The FDA has approved Eli Lilly’s drug Kisunla last week as the second drug that can modestly slow Alzheimer’s disease progression, following the approval of a similar drug from Japanese drugmaker Eisai.
Kisunla and the Japanese drug Leqembi are laboratory-made antibodies administered through IV that target the sticky amyloid plaque buildup in the brain, a contributor to Alzheimer’s.
The big picture: Patients and families must weigh the benefits of a delay in cognitive decline, which amounts to about seven months, against the downsides like regular IV infusions and potential side effects such as brain swelling.
- Physicians and specialists treating Alzheimer’s have welcomed the approval of these drugs as a significant step forward after years of failed experimental treatments.
- Lilly’s drug Kisunla, also known as donanemab, was approved based on an 18-month study showing a 22% slower decline in memory and cognitive ability for patients receiving treatment compared to those receiving a placebo.
- Safety concerns for plaque-targeting drugs like Kisunla include brain swelling and bleeding, with rates slightly higher than competitor Leqembi.

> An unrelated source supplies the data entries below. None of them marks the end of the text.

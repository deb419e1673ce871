//! Event types emitted by the race core.
//!
//! Observers (HUD, audio, host glue) subscribe through broadcast channels and
//! drain them once per frame. Sends are synchronous, so events arrive in the
//! order the core produced them.

use crate::race::flow::RaceState;

/// Capacity of the race and timer event channels.
pub(crate) const EVENT_CHANNEL_CAPACITY: usize = 64;

/// Event emitted by [`RaceFlow`](crate::race::flow::RaceFlow).
#[derive(Debug, Clone, Copy, PartialEq)]
pub enum RaceEvent {
    /// The state machine moved to a new state.
    StateChanged(RaceState),
    /// The whole-second countdown display changed. 0 means "countdown over".
    CountdownChanged { seconds: u32 },
    /// The race finished.
    Finished {
        final_time_seconds: f32,
        new_record: bool,
    },
}

/// Event emitted by [`RaceTimer`](crate::race::timer::RaceTimer).
#[derive(Debug, Clone, Copy, PartialEq)]
pub enum TimerEvent {
    /// Elapsed time changed, either by an effective tick or by a reset.
    TimeChanged { elapsed_seconds: f32 },
}
//! Stopwatch-style race timer.
//!
//! Accumulates elapsed time from externally supplied frame deltas. The timer
//! has no clock of its own; the host loop feeds it `tick(dt)` every frame.

use tokio::sync::broadcast;

use super::events::{TimerEvent, EVENT_CHANNEL_CAPACITY};

/// Elapsed-time accumulator with start/stop/reset semantics.
///
/// Invariant: `elapsed_time` only changes through an effective `tick` while
/// running, or through `reset` (back to 0).
pub struct RaceTimer {
    running: bool,
    elapsed: f32,
    event_tx: broadcast::Sender<TimerEvent>,
}

impl RaceTimer {
    /// Create a new stopped timer at 0.
    pub fn new() -> (Self, broadcast::Receiver<TimerEvent>) {
        let (tx, rx) = broadcast::channel(EVENT_CHANNEL_CAPACITY);

        (
            Self {
                running: false,
                elapsed: 0.0,
                event_tx: tx,
            },
            rx,
        )
    }

    /// Whether elapsed time accumulates on tick.
    pub fn is_running(&self) -> bool {
        self.running
    }

    /// Seconds accumulated since the last reset.
    pub fn elapsed_time(&self) -> f32 {
        self.elapsed
    }

    /// Start accumulating. Idempotent.
    pub fn start(&mut self) {
        self.running = true;
    }

    /// Stop accumulating. Idempotent.
    pub fn stop(&mut self) {
        self.running = false;
    }

    /// Stop and zero the timer. Always emits a time-changed event with 0.
    pub fn reset(&mut self) {
        self.running = false;
        self.set_elapsed(0.0);
    }

    /// Advance the timer by `dt` seconds.
    ///
    /// No-op while stopped or for `dt <= 0`; an ignored delta is not an error
    /// and emits nothing.
    pub fn tick(&mut self, dt: f32) {
        if !self.running || dt <= 0.0 {
            return;
        }

        self.set_elapsed(self.elapsed + dt);
    }

    /// Subscribe to time-changed events.
    pub fn subscribe(&self) -> broadcast::Receiver<TimerEvent> {
        self.event_tx.subscribe()
    }

    fn set_elapsed(&mut self, value: f32) {
        self.elapsed = value;
        let _ = self.event_tx.send(TimerEvent::TimeChanged {
            elapsed_seconds: value,
        });
    }
}

impl Default for RaceTimer {
    fn default() -> Self {
        let (timer, _) = Self::new();
        timer
    }
}
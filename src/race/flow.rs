//! Race state machine.
//!
//! Coordinates the countdown, the race timer, and the high-score service.
//! Driven from outside: the host loop calls `tick(dt)` once per frame and
//! forwards start/finish/reset commands.

use serde::{Deserialize, Serialize};
use tokio::sync::broadcast;

use crate::config::GameConfig;
use crate::race::events::{RaceEvent, EVENT_CHANNEL_CAPACITY};
use crate::race::high_score::HighScoreService;
use crate::race::timer::RaceTimer;

/// Race state.
#[derive(Debug, Clone, Copy, PartialEq, Eq, Serialize, Deserialize)]
#[serde(rename_all = "snake_case")]
pub enum RaceState {
    /// Waiting for a start command
    Ready,
    /// Countdown running
    Countdown,
    /// Race running, timer accumulating
    Racing,
    /// Race over, waiting for restart or reset
    Finished,
}

impl RaceState {
    pub fn as_str(&self) -> &'static str {
        match self {
            RaceState::Ready => "ready",
            RaceState::Countdown => "countdown",
            RaceState::Racing => "racing",
            RaceState::Finished => "finished",
        }
    }

    pub fn from_str(s: &str) -> Option<Self> {
        match s {
            "ready" => Some(RaceState::Ready),
            "countdown" => Some(RaceState::Countdown),
            "racing" => Some(RaceState::Racing),
            "finished" => Some(RaceState::Finished),
            _ => None,
        }
    }
}

/// Race state machine: `Ready -> (Countdown) -> Racing -> Finished`.
///
/// The countdown stage is skipped when it is disabled in the config or its
/// duration is zero. Commands in the wrong state are deliberate no-ops, never
/// errors.
pub struct RaceFlow {
    config: GameConfig,
    timer: RaceTimer,
    high_score: HighScoreService,
    state: RaceState,
    /// Continuous countdown remaining, in seconds.
    countdown_remaining: f32,
    /// Whole seconds shown to the player (ceiling of the remaining time).
    countdown_display: u32,
    final_time_seconds: f32,
    new_record: bool,
    event_tx: broadcast::Sender<RaceEvent>,
}

impl RaceFlow {
    /// Create the state machine in `Ready`, owning its timer and high-score
    /// service.
    pub fn new(
        config: GameConfig,
        timer: RaceTimer,
        high_score: HighScoreService,
    ) -> (Self, broadcast::Receiver<RaceEvent>) {
        let (tx, rx) = broadcast::channel(EVENT_CHANNEL_CAPACITY);

        (
            Self {
                config,
                timer,
                high_score,
                state: RaceState::Ready,
                countdown_remaining: 0.0,
                countdown_display: 0,
                final_time_seconds: 0.0,
                new_record: false,
                event_tx: tx,
            },
            rx,
        )
    }

    /// Current state.
    pub fn state(&self) -> RaceState {
        self.state
    }

    /// Continuous countdown remaining. Mainly for debugging.
    pub fn countdown_remaining(&self) -> f32 {
        self.countdown_remaining
    }

    /// Whole seconds of countdown the UI should show.
    pub fn countdown_seconds_display(&self) -> u32 {
        self.countdown_display
    }

    /// Final time of the last finished race, 0 until a race finishes.
    pub fn final_time_seconds(&self) -> f32 {
        self.final_time_seconds
    }

    /// Whether the last finished race set a new record.
    pub fn is_new_record(&self) -> bool {
        self.new_record
    }

    /// The owned race timer.
    pub fn timer(&self) -> &RaceTimer {
        &self.timer
    }

    /// The owned high-score service.
    pub fn high_score(&self) -> &HighScoreService {
        &self.high_score
    }

    /// Subscribe to race events.
    pub fn subscribe(&self) -> broadcast::Receiver<RaceEvent> {
        self.event_tx.subscribe()
    }

    /// Advance the state machine by one frame delta. No-op for `dt <= 0`.
    pub fn tick(&mut self, dt: f32) {
        if dt <= 0.0 {
            return;
        }

        match self.state {
            RaceState::Countdown => self.tick_countdown(dt),
            RaceState::Racing => self.timer.tick(dt),
            RaceState::Ready | RaceState::Finished => {}
        }
    }

    /// Start a race from `Ready` or `Finished`. Ignored in any other state.
    pub fn start_race(&mut self) {
        if self.state != RaceState::Ready && self.state != RaceState::Finished {
            return;
        }

        // Ensures time = 0 and stopped.
        self.timer.reset();

        if self.config.countdown_enabled && self.config.countdown_seconds > 0.0 {
            self.start_countdown();
        } else {
            self.begin_racing();
        }
    }

    /// Finish the race. Ignored unless currently `Racing`.
    pub fn finish_race(&mut self) {
        if self.state != RaceState::Racing {
            return;
        }

        self.timer.stop();

        self.final_time_seconds = self.timer.elapsed_time();
        self.new_record = self.high_score.try_submit_time(self.final_time_seconds);

        tracing::info!(
            "Race finished in {:.3}s (new record: {})",
            self.final_time_seconds,
            self.new_record
        );

        self.go_to(RaceState::Finished);
        let _ = self.event_tx.send(RaceEvent::Finished {
            final_time_seconds: self.final_time_seconds,
            new_record: self.new_record,
        });
    }

    /// Reset everything back to `Ready`.
    pub fn reset_race(&mut self) {
        self.timer.reset();

        self.final_time_seconds = 0.0;
        self.new_record = false;

        self.countdown_remaining = 0.0;
        self.countdown_display = 0;

        self.go_to(RaceState::Ready);
    }

    fn start_countdown(&mut self) {
        self.countdown_remaining = self.config.countdown_seconds;
        self.countdown_display = ceil_non_negative(self.countdown_remaining);

        self.go_to(RaceState::Countdown);
        let _ = self.event_tx.send(RaceEvent::CountdownChanged {
            seconds: self.countdown_display,
        });
    }

    fn tick_countdown(&mut self, dt: f32) {
        self.countdown_remaining -= dt;
        if self.countdown_remaining < 0.0 {
            self.countdown_remaining = 0.0;
        }

        let new_display = ceil_non_negative(self.countdown_remaining);
        if new_display != self.countdown_display {
            self.countdown_display = new_display;
            let _ = self.event_tx.send(RaceEvent::CountdownChanged {
                seconds: self.countdown_display,
            });
        }

        // The tick that drains the countdown is consumed whole; none of it
        // reaches the timer.
        if self.countdown_remaining <= 0.0 {
            self.begin_racing();
        }
    }

    fn begin_racing(&mut self) {
        self.countdown_remaining = 0.0;
        self.countdown_display = 0;

        self.go_to(RaceState::Racing);
        self.timer.start();
    }

    fn go_to(&mut self, next: RaceState) {
        if self.state == next {
            return;
        }

        tracing::debug!("Race state {} -> {}", self.state.as_str(), next.as_str());

        self.state = next;
        let _ = self.event_tx.send(RaceEvent::StateChanged(next));
    }
}

/// Ceiling of a time value, clamped to non-negative.
fn ceil_non_negative(seconds: f32) -> u32 {
    if seconds <= 0.0 {
        return 0;
    }

    let whole = seconds as u32;
    if seconds > whole as f32 {
        whole + 1
    } else {
        whole
    }
}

- Kisunla offers the potential advantage for patients to stop taking the drug if they respond well, with nearly half of patients in the study reaching undetectable levels of brain plaque within a year, allowing for a reduction in costs and safety risks.
- Logistical challenges, insurance coverage issues, and financial concerns have hindered the rollout of drugs like Leqembi, as healthcare systems need to identify patients with targeted brain plaque and establish infusion centers.